断るはずだった。
親父から借りたスーツのポケットに入れておいた退学届を、帰り際に出そうと思っていたのに。
俺があいつに出会ってしまったのが、予想外だったんだ。
「おい、お前! さっきオレにガン飛ばしたろ?」
あいつはいわゆるヤンキーで、初対面の俺にケンカを売ってきた。
俺が勘違いじゃないか? と答えたが、あいつはそんな答えでは満足しない。
「じゃあ……じゃあ、なんでオレの方を見てた!」
あいつは入学式だというのに、肩だしのロンT。中にはタンクトップが見える。そして、ショーパン。
という……露出の激しい格好で来やがった。
正直いって俺のどストライクゾーンだった。
「かわいいと思ったから」
「……」
一言。そのたったひとことが俺の失敗でもあり、はじまりでもあった。
「オレは……オトコだぁぁぁぁぁ!」
「へ?」
そうしてあいつは、俺めがけて奇麗なストレートパンチをお見舞いした。
「な、なにをする! 初対面の人間に向かって!」
「うるせぇ! お、お前がオレに……オレにか、かわいいとか言いやがるからだ!」
「かわいいと思ったことが何が悪い!」
あいつが男だとは思えなかった。
声も女のように甲高いし、見た目は100パーセント、女だ。
そう俺だけがそう見えていたのかもしれない。
こいつはまごうことなき、男子だったのだ。
なのに、俺の胸は高鳴っていた。
あいつとの出会いに……ぼっちの俺でも、こいつとなら何か変われそうだって。
そう思ってしまう自分がいた。
何度もガッコウをやめようと思っていた。
だけど、それをあいつが阻止するように、俺にグイグイ来やがる。
その積極的な行動に、社交的なあいつに圧倒されていた。
気がつけば、俺はあいつに告白されて、男だからって断って、女だったら良かったなんて……。
酷いことを言っちまった。
なのに、なのに。
あいつはあきらめない。俺のことを見捨てなかった。
今まで出会って来たどんなヤツよりも、逞しくて、すごいやつだってことに気がついた。
その時は、もう遅かった……。
「あ、あの……わたし……」
目の前には妖精、天使、女神……どの言葉でも表現が足りないぐらいの美人が立っていた。

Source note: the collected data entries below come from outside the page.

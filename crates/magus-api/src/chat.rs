use axum::{Extension, Json, extract::State};
use axum_extra::extract::WithRejection;
use tracing::{debug, error};

use magus_types::api::{ChatRequest, ChatResponse, SessionClaims};

use crate::auth::AppState;
use crate::error::ApiError;
use crate::inference::{InferenceClient, InferenceError};

/// Reply used when no inference endpoint is configured.
pub const STUB_REPLY: &str = "Thank you";

/// Produces the assistant's side of a chat exchange.
#[derive(Debug, Clone)]
pub enum ChatResponder {
    /// Constant reply, no external call.
    Stub,
    /// Single pass-through call to a hosted model.
    Hosted(InferenceClient),
}

impl ChatResponder {
    pub async fn reply(&self, prompt: &str) -> Result<String, InferenceError> {
        match self {
            Self::Stub => Ok(STUB_REPLY.to_string()),
            Self::Hosted(client) => client.complete(prompt).await,
        }
    }

    pub fn describe(&self) -> String {
        match self {
            Self::Stub => "stub".to_string(),
            Self::Hosted(client) => format!("hosted ({})", client.model()),
        }
    }
}

/// POST /api/chat — relay one prompt, return one reply. Session required.
pub async fn send(
    State(state): State<AppState>,
    Extension(claims): Extension<SessionClaims>,
    WithRejection(Json(req), _): WithRejection<Json<ChatRequest>, ApiError>,
) -> Result<Json<ChatResponse>, ApiError> {
    let prompt = req
        .prompt
        .filter(|p| !p.trim().is_empty())
        .ok_or_else(|| ApiError::BadRequest("Prompt is required".into()))?;

    debug!("Chat prompt from {} ({} chars)", claims.email, prompt.chars().count());

    let message = state.responder.reply(&prompt).await.map_err(|e| {
        error!("Error processing chat message: {}", e);
        ApiError::Upstream("Failed to process message".into())
    })?;

    Ok(Json(ChatResponse { message }))
}
use chrono::{DateTime, Utc};
use serde::{Deserialize, Serialize};

/// A user as exposed over the API. The password hash never leaves the store
/// layer, so it has no field here.
#[derive(Debug, Clone, PartialEq, Eq, Serialize, Deserialize)]
#[serde(rename_all = "camelCase")]
pub struct User {
    pub email: String,
    pub created_at: DateTime<Utc>,
    #[serde(skip_serializing_if = "Option::is_none")]
    pub updated_at: Option<DateTime<Utc>>,
}
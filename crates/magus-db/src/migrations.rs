use anyhow::Result;
use rusqlite::Connection;
use tracing::info;

pub fn run(conn: &Connection) -> Result<()> {
    conn.execute_batch("CREATE TABLE IF NOT EXISTS schema_version (version INTEGER NOT NULL);")?;

    let version: i64 =
        conn.query_row("SELECT COALESCE(MAX(version), 0) FROM schema_version", [], |r| r.get(0))?;

    if version < 1 {
        info!("Credential store: running migration v1 (users)");
        conn.execute_batch(
            "
            CREATE TABLE users (
                email           TEXT PRIMARY KEY,
                password_hash   TEXT NOT NULL,
                created_at      TEXT NOT NULL,
                updated_at      TEXT
            );

            INSERT INTO schema_version (version) VALUES (1);
            ",
        )?;
    }

    Ok(())
}

#[cfg(test)]
mod tests {
    use super::*;

    #[test]
    fn migrations_are_idempotent() {
        let conn = Connection::open_in_memory().unwrap();
        run(&conn).unwrap();
        run(&conn).unwrap();

        let version: i64 = conn
            .query_row("SELECT MAX(version) FROM schema_version", [], |r| r.get(0))
            .unwrap();
        assert_eq!(version, 1);

        let rows: i64 = conn
            .query_row("SELECT COUNT(*) FROM schema_version", [], |r| r.get(0))
            .unwrap();
        assert_eq!(rows, 1);
    }
}
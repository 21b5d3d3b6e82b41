use crate::Database;
use crate::models::UserRow;
use anyhow::Result;
use rusqlite::{Connection, OptionalExtension, Row};

const USER_COLUMNS: &str = "email, password_hash, created_at, updated_at";

impl Database {
    // -- Users --

    pub fn get_user(&self, email: &str) -> Result<Option<UserRow>> {
        self.with_conn(|conn| query_user(conn, email))
    }

    pub fn list_users(&self) -> Result<Vec<UserRow>> {
        self.with_conn(|conn| {
            let mut stmt = conn.prepare(&format!(
                "SELECT {USER_COLUMNS} FROM users ORDER BY created_at, email"
            ))?;
            let rows = stmt
                .query_map([], map_user)?
                .collect::<std::result::Result<Vec<_>, _>>()?;
            Ok(rows)
        })
    }

    pub fn count_users(&self) -> Result<u64> {
        self.with_conn(|conn| {
            let n: i64 = conn.query_row("SELECT COUNT(*) FROM users", [], |r| r.get(0))?;
            Ok(n as u64)
        })
    }

    /// Conditional put: returns `false` (and writes nothing) when a record
    /// with this email already exists.
    pub fn create_user(&self, email: &str, password_hash: &str, created_at: &str) -> Result<bool> {
        self.with_conn(|conn| {
            let inserted = conn.execute(
                "INSERT INTO users (email, password_hash, created_at) VALUES (?1, ?2, ?3)
                 ON CONFLICT(email) DO NOTHING",
                (email, password_hash, created_at),
            )?;
            Ok(inserted == 1)
        })
    }

    /// Replace the hash of an existing record. Returns `false` if there is no
    /// such user.
    pub fn update_password(&self, email: &str, password_hash: &str, updated_at: &str) -> Result<bool> {
        self.with_conn(|conn| {
            let updated = conn.execute(
                "UPDATE users SET password_hash = ?2, updated_at = ?3 WHERE email = ?1",
                (email, password_hash, updated_at),
            )?;
            Ok(updated == 1)
        })
    }

    pub fn delete_user(&self, email: &str) -> Result<bool> {
        self.with_conn(|conn| {
            let deleted = conn.execute("DELETE FROM users WHERE email = ?1", [email])?;
            Ok(deleted == 1)
        })
    }
}

fn query_user(conn: &Connection, email: &str) -> Result<Option<UserRow>> {
    let mut stmt = conn.prepare(&format!("SELECT {USER_COLUMNS} FROM users WHERE email = ?1"))?;
    let row = stmt.query_row([email], map_user).optional()?;
    Ok(row)
}

fn map_user(row: &Row<'_>) -> rusqlite::Result<UserRow> {
    Ok(UserRow {
        email: row.get(0)?,
        password_hash: row.get(1)?,
        created_at: row.get(2)?,
        updated_at: row.get(3)?,
    })
}
use std::path::PathBuf;
use std::time::Duration;

use anyhow::{Context, bail};

use magus_api::inference::{DEFAULT_MODEL, DEFAULT_TIMEOUT_SECS, InferenceConfig};

pub const DEV_SECRET: &str = "dev-secret-change-me";

/// Signing secrets that MUST NOT be used in production.
const PLACEHOLDER_SECRETS: &[&str] = &[
    DEV_SECRET,
    "change-me-to-a-random-string",
    "your-secret-key-change-in-production",
];

/// Store path that selects a throwaway in-memory store.
pub const IN_MEMORY_DB: &str = ":memory:";

#[derive(Debug, Clone)]
pub struct Config {
    pub host: String,
    pub port: u16,
    pub db_path: PathBuf,
    pub auth_secret: String,
    pub production: bool,
    /// `None` selects the stub chat responder.
    pub inference: Option<InferenceConfig>,
}

impl Config {
    pub fn from_env() -> anyhow::Result<Self> {
        Self::from_lookup(|key| std::env::var(key).ok())
    }

    pub fn from_lookup(lookup: impl Fn(&str) -> Option<String>) -> anyhow::Result<Self> {
        let var = |key: &str| lookup(key).filter(|v| !v.trim().is_empty());

        let production = var("MAGUS_ENV").is_some_and(|v| v.eq_ignore_ascii_case("production"));

        let auth_secret = var("MAGUS_AUTH_SECRET").unwrap_or_else(|| DEV_SECRET.into());
        if production && PLACEHOLDER_SECRETS.contains(&auth_secret.as_str()) {
            bail!("MAGUS_AUTH_SECRET is unset or still a placeholder; refusing to start in production");
        }

        let port = match var("MAGUS_PORT") {
            Some(p) => p.parse().with_context(|| format!("invalid MAGUS_PORT '{}'", p))?,
            None => 3000,
        };

        let inference = match var("MAGUS_INFERENCE_URL") {
            Some(base_url) => {
                let timeout_secs = match var("MAGUS_INFERENCE_TIMEOUT_SECS") {
                    Some(t) => t
                        .parse()
                        .with_context(|| format!("invalid MAGUS_INFERENCE_TIMEOUT_SECS '{}'", t))?,
                    None => DEFAULT_TIMEOUT_SECS,
                };
                Some(InferenceConfig {
                    base_url,
                    api_key: var("MAGUS_INFERENCE_API_KEY"),
                    model: var("MAGUS_INFERENCE_MODEL").unwrap_or_else(|| DEFAULT_MODEL.into()),
                    system_prompt: var("MAGUS_INFERENCE_SYSTEM_PROMPT"),
                    timeout: Duration::from_secs(timeout_secs),
                })
            }
            None => None,
        };

        Ok(Self {
            host: var("MAGUS_HOST").unwrap_or_else(|| "0.0.0.0".into()),
            port,
            db_path: var("MAGUS_DB_PATH").unwrap_or_else(|| "magus.db".into()).into(),
            auth_secret,
            production,
            inference,
        })
    }

    pub fn uses_placeholder_secret(&self) -> bool {
        PLACEHOLDER_SECRETS.contains(&self.auth_secret.as_str())
    }
}

#[cfg(test)]
mod tests {
    use super::*;
    use std::collections::HashMap;

    fn config(vars: &[(&str, &str)]) -> anyhow::Result<Config> {
        let map: HashMap<String, String> =
            vars.iter().map(|(k, v)| (k.to_string(), v.to_string())).collect();
        Config::from_lookup(|key| map.get(key).cloned())
    }

    #[test]
    fn defaults() {
        let cfg = config(&[]).unwrap();
        assert_eq!(cfg.host, "0.0.0.0");
        assert_eq!(cfg.port, 3000);
        assert_eq!(cfg.db_path, PathBuf::from("magus.db"));
        assert!(!cfg.production);
        assert!(cfg.uses_placeholder_secret());
        assert!(cfg.inference.is_none());
    }

    #[test]
    fn production_refuses_placeholder_secret() {
        assert!(config(&[("MAGUS_ENV", "production")]).is_err());
        assert!(
            config(&[("MAGUS_ENV", "production"), ("MAGUS_AUTH_SECRET", DEV_SECRET)]).is_err()
        );

        let cfg = config(&[("MAGUS_ENV", "Production"), ("MAGUS_AUTH_SECRET", "s3cr3t-value")])
            .unwrap();
        assert!(cfg.production);
        assert!(!cfg.uses_placeholder_secret());
    }

    #[test]
    fn inference_is_enabled_by_url() {
        let cfg = config(&[
            ("MAGUS_INFERENCE_URL", "https://api.example.com/v1"),
            ("MAGUS_INFERENCE_API_KEY", "sk-test"),
            ("MAGUS_INFERENCE_TIMEOUT_SECS", "5"),
        ])
        .unwrap();

        let inference = cfg.inference.unwrap();
        assert_eq!(inference.base_url, "https://api.example.com/v1");
        assert_eq!(inference.api_key.as_deref(), Some("sk-test"));
        assert_eq!(inference.model, DEFAULT_MODEL);
        assert_eq!(inference.timeout, Duration::from_secs(5));
    }

    #[test]
    fn bad_numbers_are_reported() {
        assert!(config(&[("MAGUS_PORT", "eighty")]).is_err());
        assert!(
            config(&[("MAGUS_INFERENCE_URL", "http://x"), ("MAGUS_INFERENCE_TIMEOUT_SECS", "-1")])
                .is_err()
        );
    }

    #[test]
    fn blank_values_fall_back_to_defaults() {
        let cfg = config(&[("MAGUS_PORT", "  "), ("MAGUS_INFERENCE_URL", "")]).unwrap();
        assert_eq!(cfg.port, 3000);
        assert!(cfg.inference.is_none());
    }
}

胸元に大きなリボンをつけて、フリルのワンピースをまとった女の子。
カチューシャにも同系色のリボンがついている。
美しい金色の髪を肩から流すようにおろしていた。
時折、風でフワッと揺れる。
「キャッ」とスカートの裾を手で必死に押さえる姿はとても女の子らしい仕草だ。
「わたしじゃ……ダメですか?」
そう。あいつはこんな俺のために、自分を押し殺して女のふりまでして、ずっと一緒にいてくれる……そんな憎めないやつだった。
だから、俺は退学届を破って捨てた。
こいつとなら、しばらく学園生活をやっていけそうな自信がわいたから。
もう少し、もう少しだけ、頑張ってみよう。